Kavli Affiliate: David Linden
| Authors: Daniel C de la Fuente, Claudia Tamburini, Emily Stonelake, William J Griffiths, Jeremy Hall, Michael J Owen, David E. J. Linden, Andrew Pocklington, Yuqin Wang and Meng Li
| Summary:
Dysregulation in neural progenitor proliferation and neuronal differentiation has been increasingly recognised as a common pathology in neural cells harboring genetic risks to neuropsychiatric and neurodevelopmental disorders, yet the underlying molecular mechanisms remains largely unknown. Deletions and duplications of the 15q11.2 region containing the CYFIP1 gene have been associated with autism and schizophrenia. Using patient-derived iPSCs carrying 15q11.2 deletion and genetically manipulated hESCs with CYFIP1 gain- and loss-of-function (GoF and LoF), we show that 15q11.2 deletion and CYFIP1-LoF leads to premature neuronal differentiation while CYFIP1-GoF favours neural progenitor maintenance.
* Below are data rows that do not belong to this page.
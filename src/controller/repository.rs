//! Repository controller implementation
//!
//! Reconciles Repository resources: resolve the API token, ensure the remote
//! webhook, sync releases, project deployments onto exposed domains, persist
//! status. Deletion is handled through a finalizer so the remote webhook is
//! removed before the resource goes away.

use std::sync::Arc;
use std::time::Duration;

use async_trait::async_trait;
use chrono::Utc;
use k8s_openapi::api::core::v1::Secret;
use kube::api::{Api, ListParams, Patch, PatchParams};
use kube::runtime::controller::Action;
use kube::{Client, ResourceExt};
use tokio::sync::mpsc;
use tracing::{error, info, instrument, warn};

#[cfg(test)]
use mockall::automock;

use crate::config::Settings;
use crate::crd::{ExposedDomain, Repository, RepositoryStatus, SecretRef};
use crate::deploy::{self, DomainView};
use crate::forge::ForgeClient;
use crate::hook::{self, CallbackHook};
use crate::release;
use crate::Error;

/// Finalizer guarding remote webhook cleanup
pub const FINALIZER: &str = "tagwatch.dev/cleanup";

/// Field manager used for all patches
const FIELD_MANAGER: &str = "tagwatch-controller";

/// Trait abstracting Kubernetes client operations
///
/// This trait allows mocking the Kubernetes client in tests while using
/// the real client in production.
#[cfg_attr(test, automock)]
#[async_trait]
pub trait KubeClient: Send + Sync {
    /// Read one key from a secret's data
    async fn read_secret(&self, namespace: &str, name: &str, key: &str) -> Result<String, Error>;

    /// Patch the status of a Repository
    async fn patch_repository_status(
        &self,
        namespace: &str,
        name: &str,
        status: &RepositoryStatus,
    ) -> Result<(), Error>;

    /// Replace the finalizer list of a Repository
    async fn set_repository_finalizers(
        &self,
        namespace: &str,
        name: &str,
        finalizers: Vec<String>,
    ) -> Result<(), Error>;

    /// Replace the finalizer list of an ExposedDomain
    async fn set_domain_finalizers(
        &self,
        namespace: &str,
        name: &str,
        finalizers: Vec<String>,
    ) -> Result<(), Error>;

    /// List all ExposedDomain resources
    async fn list_domains(&self) -> Result<Vec<ExposedDomain>, Error>;

    /// List all Repository resources
    async fn list_repositories(&self) -> Result<Vec<Repository>, Error>;
}

/// Real Kubernetes client implementation
pub struct KubeClientImpl {
    client: Client,
}

impl KubeClientImpl {
    /// Create a new KubeClientImpl wrapping the given kube Client
    pub fn new(client: Client) -> Self {
        Self { client }
    }
}

#[async_trait]
impl KubeClient for KubeClientImpl {
    async fn read_secret(&self, namespace: &str, name: &str, key: &str) -> Result<String, Error> {
        let api: Api<Secret> = Api::namespaced(self.client.clone(), namespace);
        let secret = api.get(name).await?;

        let value = secret
            .data
            .as_ref()
            .and_then(|data| data.get(key))
            .ok_or_else(|| {
                Error::secret(format!("secret {namespace}/{name} has no key {key:?}"))
            })?;

        String::from_utf8(value.0.clone())
            .map(|s| s.trim().to_string())
            .map_err(|_| Error::secret(format!("secret {namespace}/{name} key {key:?} is not UTF-8")))
    }

    async fn patch_repository_status(
        &self,
        namespace: &str,
        name: &str,
        status: &RepositoryStatus,
    ) -> Result<(), Error> {
        let api: Api<Repository> = Api::namespaced(self.client.clone(), namespace);
        let status_patch = serde_json::json!({ "status": status });

        api.patch_status(
            name,
            &PatchParams::apply(FIELD_MANAGER),
            &Patch::Merge(&status_patch),
        )
        .await?;

        Ok(())
    }

    async fn set_repository_finalizers(
        &self,
        namespace: &str,
        name: &str,
        finalizers: Vec<String>,
    ) -> Result<(), Error> {
        let api: Api<Repository> = Api::namespaced(self.client.clone(), namespace);
        let patch = serde_json::json!({ "metadata": { "finalizers": finalizers } });
        api.patch(name, &PatchParams::apply(FIELD_MANAGER), &Patch::Merge(&patch))
            .await?;
        Ok(())
    }

    async fn set_domain_finalizers(
        &self,
        namespace: &str,
        name: &str,
        finalizers: Vec<String>,
    ) -> Result<(), Error> {
        let api: Api<ExposedDomain> = Api::namespaced(self.client.clone(), namespace);
        let patch = serde_json::json!({ "metadata": { "finalizers": finalizers } });
        api.patch(name, &PatchParams::apply(FIELD_MANAGER), &Patch::Merge(&patch))
            .await?;
        Ok(())
    }

    async fn list_domains(&self) -> Result<Vec<ExposedDomain>, Error> {
        let api: Api<ExposedDomain> = Api::all(self.client.clone());
        Ok(api.list(&ListParams::default()).await?.items)
    }

    async fn list_repositories(&self) -> Result<Vec<Repository>, Error> {
        let api: Api<Repository> = Api::all(self.client.clone());
        Ok(api.list(&ListParams::default()).await?.items)
    }
}

/// Controller context containing shared state and clients
///
/// Shared across all reconciliation calls. The registry sender is the only
/// path by which reconcilers mutate the callback registry.
pub struct Context {
    /// Kubernetes operations (trait object for testability)
    pub kube: Arc<dyn KubeClient>,
    /// Code-hosting API client
    pub forge: Arc<dyn ForgeClient>,
    /// Producer side of the callback registry update channel
    pub registry_tx: mpsc::Sender<CallbackHook>,
    /// Operator settings
    pub settings: Settings,
}

impl Context {
    /// Create a context with the given collaborators
    pub fn new(
        kube: Arc<dyn KubeClient>,
        forge: Arc<dyn ForgeClient>,
        registry_tx: mpsc::Sender<CallbackHook>,
        settings: Settings,
    ) -> Self {
        Self {
            kube,
            forge,
            registry_tx,
            settings,
        }
    }
}

/// Resolve the API token from the referenced secret.
///
/// A missing secret, missing key, or empty value blocks only this
/// repository's reconciliation; other repositories are unaffected.
pub async fn resolve_token(
    kube: &dyn KubeClient,
    namespace: &str,
    secret_ref: &SecretRef,
) -> Result<String, Error> {
    let token = kube
        .read_secret(namespace, &secret_ref.name, &secret_ref.key)
        .await?;
    if token.is_empty() {
        return Err(Error::secret(format!(
            "secret {namespace}/{} key {:?} is empty",
            secret_ref.name, secret_ref.key
        )));
    }
    Ok(token)
}

/// True when the tagwatch finalizer is present on the resource
pub fn has_finalizer(finalizers: &[String]) -> bool {
    finalizers.iter().any(|f| f == FINALIZER)
}

/// Reconcile a Repository resource
///
/// Steps run strictly ordered within one cycle: resolve secret, ensure
/// webhook, sync releases, project deployments, persist status. A failure
/// aborts the cycle; whatever completed before the failure is still
/// persisted so partial progress survives.
#[instrument(skip(repo, ctx), fields(repository = %repo.name_any(), namespace = %repo.namespace().unwrap_or_default()))]
pub async fn reconcile(repo: Arc<Repository>, ctx: Arc<Context>) -> Result<Action, Error> {
    let namespace = repo.namespace().unwrap_or_default();
    let name = repo.name_any();

    if let Err(e) = repo.spec.validate() {
        warn!(error = %e, "repository validation failed");
        // Validation errors require a spec change; don't requeue
        return Ok(Action::await_change());
    }

    if repo.metadata.deletion_timestamp.is_some() {
        return finalize(&repo, &ctx, &namespace, &name).await;
    }

    if !has_finalizer(repo.finalizers()) {
        let mut finalizers = repo.finalizers().to_vec();
        finalizers.push(FINALIZER.to_string());
        ctx.kube
            .set_repository_finalizers(&namespace, &name, finalizers)
            .await?;
    }

    let token = resolve_token(ctx.kube.as_ref(), &namespace, &repo.spec.secret_ref).await?;

    let mut status = repo.status.clone().unwrap_or_default();
    let owner = repo.spec.owner.as_str();
    let repo_name = repo.spec.repo.as_str();

    // Webhook first: nothing downstream is useful without a registration.
    let webhook = hook::ensure_hook(
        ctx.forge.as_ref(),
        &token,
        owner,
        repo_name,
        &ctx.settings,
        status.webhook.as_ref(),
    )
    .await?;
    status.webhook = Some(webhook.clone());

    ctx.registry_tx
        .send(CallbackHook::register(
            name.as_str(),
            namespace.as_str(),
            repo.spec.slug(),
            webhook,
        ))
        .await
        .map_err(|_| Error::registry("update channel closed"))?;

    let now = Utc::now();
    let last_update = status.reconciliation.as_ref().and_then(|r| r.last_update);
    match release::sync(
        ctx.forge.as_ref(),
        &token,
        owner,
        repo_name,
        now,
        last_update,
        ctx.settings.reconciliation_period,
        &status.releases,
        repo.spec.max_available,
    )
    .await
    {
        Ok(Some(releases)) => {
            status = status.releases(releases).synced_at(now);
        }
        Ok(None) => {}
        Err(e) => {
            // Keep the webhook progress made this cycle; retry the rest.
            persist_partial(&ctx, &namespace, &name, &status).await;
            return Err(e);
        }
    }

    let domains = match ctx.kube.list_domains().await {
        Ok(domains) => domains,
        Err(e) => {
            persist_partial(&ctx, &namespace, &name, &status).await;
            return Err(e);
        }
    };

    let views = DomainView::from_domains(&domains);
    let (changed, releases) = deploy::project(&views, false, &status.releases);
    status.releases = if changed.is_empty() {
        releases
    } else {
        deploy::push(ctx.forge.as_ref(), &token, owner, repo_name, releases, &changed).await
    };

    ctx.kube
        .patch_repository_status(&namespace, &name, &status)
        .await?;

    Ok(Action::requeue(ctx.settings.reconciliation_period))
}

/// Best-effort status patch used when a cycle fails midway
async fn persist_partial(ctx: &Context, namespace: &str, name: &str, status: &RepositoryStatus) {
    if let Err(e) = ctx
        .kube
        .patch_repository_status(namespace, name, status)
        .await
    {
        warn!(error = %e, "failed to persist partial status");
    }
}

/// Handle a Repository with a deletion timestamp.
///
/// The remote webhook is deleted first; a failure there keeps the finalizer
/// and the registry entry so deletion retries (repeated attempts are safe).
/// Once the remote side is clean, the registry drops the entry and the
/// finalizer is removed.
async fn finalize(
    repo: &Repository,
    ctx: &Context,
    namespace: &str,
    name: &str,
) -> Result<Action, Error> {
    if !has_finalizer(repo.finalizers()) {
        return Ok(Action::await_change());
    }

    info!("repository deleted, removing webhook");

    if let Some(webhook) = repo.status.as_ref().and_then(|s| s.webhook.clone()) {
        match resolve_token(ctx.kube.as_ref(), namespace, &repo.spec.secret_ref).await {
            Ok(token) => {
                hook::remove_hook(
                    ctx.forge.as_ref(),
                    &token,
                    &repo.spec.owner,
                    &repo.spec.repo,
                    &webhook,
                )
                .await?;
            }
            Err(e) => {
                // Without credentials the remote hook can never be removed;
                // don't wedge resource deletion on it.
                warn!(error = %e, "secret unavailable during deletion, leaving remote hook behind");
            }
        }
    }

    ctx.registry_tx
        .send(CallbackHook::removal(name, namespace, repo.spec.slug()))
        .await
        .map_err(|_| Error::registry("update channel closed"))?;

    let finalizers: Vec<String> = repo
        .finalizers()
        .iter()
        .filter(|f| *f != FINALIZER)
        .cloned()
        .collect();
    ctx.kube
        .set_repository_finalizers(namespace, name, finalizers)
        .await?;

    Ok(Action::await_change())
}

/// Error policy for the Repository controller
///
/// Called when reconciliation fails; requeues after a short delay so
/// transient external-API failures retry promptly.
pub fn error_policy(repo: Arc<Repository>, error: &Error, _ctx: Arc<Context>) -> Action {
    error!(
        ?error,
        repository = %repo.name_any(),
        namespace = %repo.namespace().unwrap_or_default(),
        "reconciliation failed"
    );
    Action::requeue(Duration::from_secs(10))
}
We identified cholesterol biosynthesis and metabolism as a biological process disturbed by CYFIP1 dosage change, leading to altered neuro-oxysterol profiles. 24S,25-epoxycholesterol, which was decreased in CYFIP1-GoF and increased in CYFIP1-LoF and 15q11.2del neural cells, can mimic the 15q11.2del and CYFIP1-LoF phenotype by promoting cortical neuronal differentiation and restore the impaired neuronal differentiation of CYFIP1-GoF neural progenitors. Moreover, the neurogenic activity of 24S,25-epoxycholesterol is lost following genetic deletion of the brain expressed isoform of the liver X receptor LXRb while compound deletion of LXRb in CYFIP1-/- background rescued their premature neurogenesis. This work delineates LXR mediated oxysterol regulation of neurogenesis as a novel pathological mechanism in neural cells carrying 15q11.2CNV and provides a potential target for therapeutic strategies for genetic disorders associated with this risk locus.